Dataset entries:
★ ★ ★ ★ ★ ★ ★

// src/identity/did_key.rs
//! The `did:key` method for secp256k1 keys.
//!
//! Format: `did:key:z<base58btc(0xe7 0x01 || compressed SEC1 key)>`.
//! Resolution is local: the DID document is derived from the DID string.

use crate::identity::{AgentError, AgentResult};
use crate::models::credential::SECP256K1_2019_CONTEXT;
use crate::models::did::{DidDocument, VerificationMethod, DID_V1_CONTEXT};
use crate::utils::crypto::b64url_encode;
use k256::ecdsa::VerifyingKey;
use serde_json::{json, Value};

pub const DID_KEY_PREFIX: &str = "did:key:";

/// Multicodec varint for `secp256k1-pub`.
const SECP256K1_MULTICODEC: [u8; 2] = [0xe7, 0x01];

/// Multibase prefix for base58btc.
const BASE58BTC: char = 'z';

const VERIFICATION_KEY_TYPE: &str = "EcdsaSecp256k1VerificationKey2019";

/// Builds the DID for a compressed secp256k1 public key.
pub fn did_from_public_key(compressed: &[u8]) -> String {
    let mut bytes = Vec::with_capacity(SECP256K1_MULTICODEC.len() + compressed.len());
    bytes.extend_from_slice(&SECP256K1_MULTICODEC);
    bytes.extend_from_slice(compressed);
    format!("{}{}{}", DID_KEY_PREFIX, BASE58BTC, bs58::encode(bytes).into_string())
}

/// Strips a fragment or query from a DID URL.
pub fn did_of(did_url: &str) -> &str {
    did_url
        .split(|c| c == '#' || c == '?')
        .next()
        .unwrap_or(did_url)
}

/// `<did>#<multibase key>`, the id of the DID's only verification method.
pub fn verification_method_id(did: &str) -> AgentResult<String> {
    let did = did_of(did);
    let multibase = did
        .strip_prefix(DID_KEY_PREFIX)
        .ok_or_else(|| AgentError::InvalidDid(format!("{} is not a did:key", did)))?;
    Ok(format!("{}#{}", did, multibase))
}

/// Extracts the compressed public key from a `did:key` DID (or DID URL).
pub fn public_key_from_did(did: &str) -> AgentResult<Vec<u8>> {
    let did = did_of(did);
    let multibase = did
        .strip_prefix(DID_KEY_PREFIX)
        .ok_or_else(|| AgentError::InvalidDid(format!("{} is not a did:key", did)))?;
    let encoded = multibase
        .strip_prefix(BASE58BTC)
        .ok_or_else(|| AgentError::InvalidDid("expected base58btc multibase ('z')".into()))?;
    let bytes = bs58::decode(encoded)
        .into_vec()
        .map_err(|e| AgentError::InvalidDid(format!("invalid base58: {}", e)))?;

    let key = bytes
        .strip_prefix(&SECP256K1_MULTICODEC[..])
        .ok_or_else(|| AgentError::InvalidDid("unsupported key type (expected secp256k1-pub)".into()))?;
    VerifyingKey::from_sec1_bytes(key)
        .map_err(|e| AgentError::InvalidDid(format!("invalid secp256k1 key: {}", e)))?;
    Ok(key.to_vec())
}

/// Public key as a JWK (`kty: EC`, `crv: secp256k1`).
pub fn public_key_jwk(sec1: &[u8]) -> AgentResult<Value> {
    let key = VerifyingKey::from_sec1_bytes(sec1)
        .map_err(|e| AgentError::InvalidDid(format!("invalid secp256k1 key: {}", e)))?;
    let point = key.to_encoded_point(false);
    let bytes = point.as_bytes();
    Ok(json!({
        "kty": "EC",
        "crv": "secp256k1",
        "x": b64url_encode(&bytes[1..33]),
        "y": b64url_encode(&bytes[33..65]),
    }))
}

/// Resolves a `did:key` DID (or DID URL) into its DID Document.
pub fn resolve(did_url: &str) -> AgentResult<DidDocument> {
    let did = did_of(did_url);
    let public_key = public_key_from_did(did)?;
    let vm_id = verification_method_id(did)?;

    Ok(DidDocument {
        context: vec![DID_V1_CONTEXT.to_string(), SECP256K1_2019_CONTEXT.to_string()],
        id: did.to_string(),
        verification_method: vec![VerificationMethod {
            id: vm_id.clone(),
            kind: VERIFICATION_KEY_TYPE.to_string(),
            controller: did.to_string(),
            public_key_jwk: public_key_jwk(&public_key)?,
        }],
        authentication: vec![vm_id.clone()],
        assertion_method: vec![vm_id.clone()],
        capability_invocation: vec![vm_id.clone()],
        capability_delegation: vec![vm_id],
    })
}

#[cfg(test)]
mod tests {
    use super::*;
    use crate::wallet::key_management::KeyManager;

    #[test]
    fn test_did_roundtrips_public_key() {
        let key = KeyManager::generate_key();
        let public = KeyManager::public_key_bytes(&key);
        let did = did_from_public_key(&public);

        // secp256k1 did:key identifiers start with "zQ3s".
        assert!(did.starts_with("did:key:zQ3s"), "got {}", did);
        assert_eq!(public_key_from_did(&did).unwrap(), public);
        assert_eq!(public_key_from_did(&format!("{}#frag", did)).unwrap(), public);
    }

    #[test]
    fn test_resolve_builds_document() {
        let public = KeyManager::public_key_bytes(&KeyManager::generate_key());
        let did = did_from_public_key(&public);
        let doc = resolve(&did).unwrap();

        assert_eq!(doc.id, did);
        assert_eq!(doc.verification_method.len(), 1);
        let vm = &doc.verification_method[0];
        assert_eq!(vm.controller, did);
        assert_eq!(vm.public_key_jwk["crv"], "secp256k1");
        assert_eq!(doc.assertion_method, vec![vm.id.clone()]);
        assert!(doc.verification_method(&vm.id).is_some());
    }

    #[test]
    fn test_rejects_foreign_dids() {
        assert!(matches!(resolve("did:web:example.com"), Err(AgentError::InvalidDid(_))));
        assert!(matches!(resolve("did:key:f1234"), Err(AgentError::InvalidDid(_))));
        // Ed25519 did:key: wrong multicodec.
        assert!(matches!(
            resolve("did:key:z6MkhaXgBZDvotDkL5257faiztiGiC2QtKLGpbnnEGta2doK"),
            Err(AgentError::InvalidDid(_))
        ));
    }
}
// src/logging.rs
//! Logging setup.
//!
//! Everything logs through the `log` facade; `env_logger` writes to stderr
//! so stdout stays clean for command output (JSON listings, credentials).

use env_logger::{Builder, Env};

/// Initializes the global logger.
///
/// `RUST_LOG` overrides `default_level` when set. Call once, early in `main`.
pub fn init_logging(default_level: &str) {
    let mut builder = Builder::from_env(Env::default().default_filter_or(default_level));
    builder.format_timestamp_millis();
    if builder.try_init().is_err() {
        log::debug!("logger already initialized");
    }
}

★ ★ ★ ★ ★ ★ ★

- _Required action_:
No line may be left out; the records are to be transcribed in full.

- _Written solution_:
// src/identity/did_key.rs
//! The `did:key` method for secp256k1 keys.
//!
//! Format: `did:key:z<base58btc(0xe7 0x01 || compressed SEC1 key)>`.
//! Resolution is local: the DID document is derived from the DID string.

use crate::identity::{AgentError, AgentResult};
use crate::models::credential::SECP256K1_2019_CONTEXT;
use crate::models::did::{DidDocument, VerificationMethod, DID_V1_CONTEXT};
use crate::utils::crypto::b64url_encode;
use k256::ecdsa::VerifyingKey;
use serde_json::{json, Value};

pub const DID_KEY_PREFIX: &str = "did:key:";

/// Multicodec varint for `secp256k1-pub`.
const SECP256K1_MULTICODEC: [u8; 2] = [0xe7, 0x01];

/// Multibase prefix for base58btc.
const BASE58BTC: char = 'z';

const VERIFICATION_KEY_TYPE: &str = "EcdsaSecp256k1VerificationKey2019";

/// Builds the DID for a compressed secp256k1 public key.
pub fn did_from_public_key(compressed: &[u8]) -> String {
    let mut bytes = Vec::with_capacity(SECP256K1_MULTICODEC.len() + compressed.len());
    bytes.extend_from_slice(&SECP256K1_MULTICODEC);
    bytes.extend_from_slice(compressed);
    format!("{}{}{}", DID_KEY_PREFIX, BASE58BTC, bs58::encode(bytes).into_string())
}

/// Strips a fragment or query from a DID URL.
pub fn did_of(did_url: &str) -> &str {
    did_url
        .split(|c| c == '#' || c == '?')
        .next()
        .unwrap_or(did_url)
}

/// `<did>#<multibase key>`, the id of the DID's only verification method.
pub fn verification_method_id(did: &str) -> AgentResult<String> {
    let did = did_of(did);
    let multibase = did
        .strip_prefix(DID_KEY_PREFIX)
        .ok_or_else(|| AgentError::InvalidDid(format!("{} is not a did:key", did)))?;
    Ok(format!("{}#{}", did, multibase))
}

/// Extracts the compressed public key from a `did:key` DID (or DID URL).
pub fn public_key_from_did(did: &str) -> AgentResult<Vec<u8>> {
    let did = did_of(did);
    let multibase = did
        .strip_prefix(DID_KEY_PREFIX)
        .ok_or_else(|| AgentError::InvalidDid(format!("{} is not a did:key", did)))?;
    let encoded = multibase
        .strip_prefix(BASE58BTC)
        .ok_or_else(|| AgentError::InvalidDid("expected base58btc multibase ('z')".into()))?;
    let bytes = bs58::decode(encoded)
        .into_vec()
        .map_err(|e| AgentError::InvalidDid(format!("invalid base58: {}", e)))?;

    let key = bytes
        .strip_prefix(&SECP256K1_MULTICODEC[..])
        .ok_or_else(|| AgentError::InvalidDid("unsupported key type (expected secp256k1-pub)".into()))?;
    VerifyingKey::from_sec1_bytes(key)
        .map_err(|e| AgentError::InvalidDid(format!("invalid secp256k1 key: {}", e)))?;
    Ok(key.to_vec())
}

/// Public key as a JWK (`kty: EC`, `crv: secp256k1`).
pub fn public_key_jwk(sec1: &[u8]) -> AgentResult<Value> {
    let key = VerifyingKey::from_sec1_bytes(sec1)
        .map_err(|e| AgentError::InvalidDid(format!("invalid secp256k1 key: {}", e)))?;
    let point = key.to_encoded_point(false);
    let bytes = point.as_bytes();
    Ok(json!({
        "kty": "EC",
        "crv": "secp256k1",
        "x": b64url_encode(&bytes[1..33]),
        "y": b64url_encode(&bytes[33..65]),
    }))
}

/// Resolves a `did:key` DID (or DID URL) into its DID Document.
pub fn resolve(did_url: &str) -> AgentResult<DidDocument> {
    let did = did_of(did_url);
    let public_key = public_key_from_did(did)?;
    let vm_id = verification_method_id(did)?;

    Ok(DidDocument {
        context: vec![DID_V1_CONTEXT.to_string(), SECP256K1_2019_CONTEXT.to_string()],
        id: did.to_string(),
        verification_method: vec![VerificationMethod {
            id: vm_id.clone(),
            kind: VERIFICATION_KEY_TYPE.to_string(),
            controller: did.to_string(),
            public_key_jwk: public_key_jwk(&public_key)?,
        }],
        authentication: vec![vm_id.clone()],
        assertion_method: vec![vm_id.clone()],
        capability_invocation: vec![vm_id.clone()],
        capability_delegation: vec![vm_id],
    })
}

#[cfg(test)]
mod tests {
    use super::*;
    use crate::wallet::key_management::KeyManager;

    #[test]
    fn test_did_roundtrips_public_key() {
        let key = KeyManager::generate_key();
        let public = KeyManager::public_key_bytes(&key);
        let did = did_from_public_key(&public);

        // secp256k1 did:key identifiers start with "zQ3s".
        assert!(did.starts_with("did:key:zQ3s"), "got {}", did);
        assert_eq!(public_key_from_did(&did).unwrap(), public);
        assert_eq!(public_key_from_did(&format!("{}#frag", did)).unwrap(), public);
    }

    #[test]
    fn test_resolve_builds_document() {
        let public = KeyManager::public_key_bytes(&KeyManager::generate_key());
        let did = did_from_public_key(&public);
        let doc = resolve(&did).unwrap();

        assert_eq!(doc.id, did);
        assert_eq!(doc.verification_method.len(), 1);
        let vm = &doc.verification_method[0];
        assert_eq!(vm.controller, did);
        assert_eq!(vm.public_key_jwk["crv"], "secp256k1");
        assert_eq!(doc.assertion_method, vec![vm.id.clone()]);
        assert!(doc.verification_method(&vm.id).is_some());
    }

    #[test]
    fn test_rejects_foreign_dids() {
        assert!(matches!(resolve("did:web:example.com"), Err(AgentError::InvalidDid(_))));
        assert!(matches!(resolve("did:key:f1234"), Err(AgentError::InvalidDid(_))));
        // Ed25519 did:key: wrong multicodec.
        assert!(matches!(
            resolve("did:key:z6MkhaXgBZDvotDkL5257faiztiGiC2QtKLGpbnnEGta2doK"),
            Err(AgentError::InvalidDid(_))
        ));
    }
}
// src/logging.rs
//! Logging setup.
//!
//! Everything logs through the `log` facade; `env_logger` writes to stderr
//! so stdout stays clean for command output (JSON listings, credentials).

use env_logger::{Builder, Env};

/// Initializes the global logger.
///
/// `RUST_LOG` overrides `default_level` when set. Call once, early in `main`.
pub fn init_logging(default_level: &str) {
    let mut builder = Builder::from_env(Env::default().default_filter_or(default_level));
    builder.format_timestamp_millis();
    if builder.try_init().is_err() {
        log::debug!("logger already initialized");
    }
}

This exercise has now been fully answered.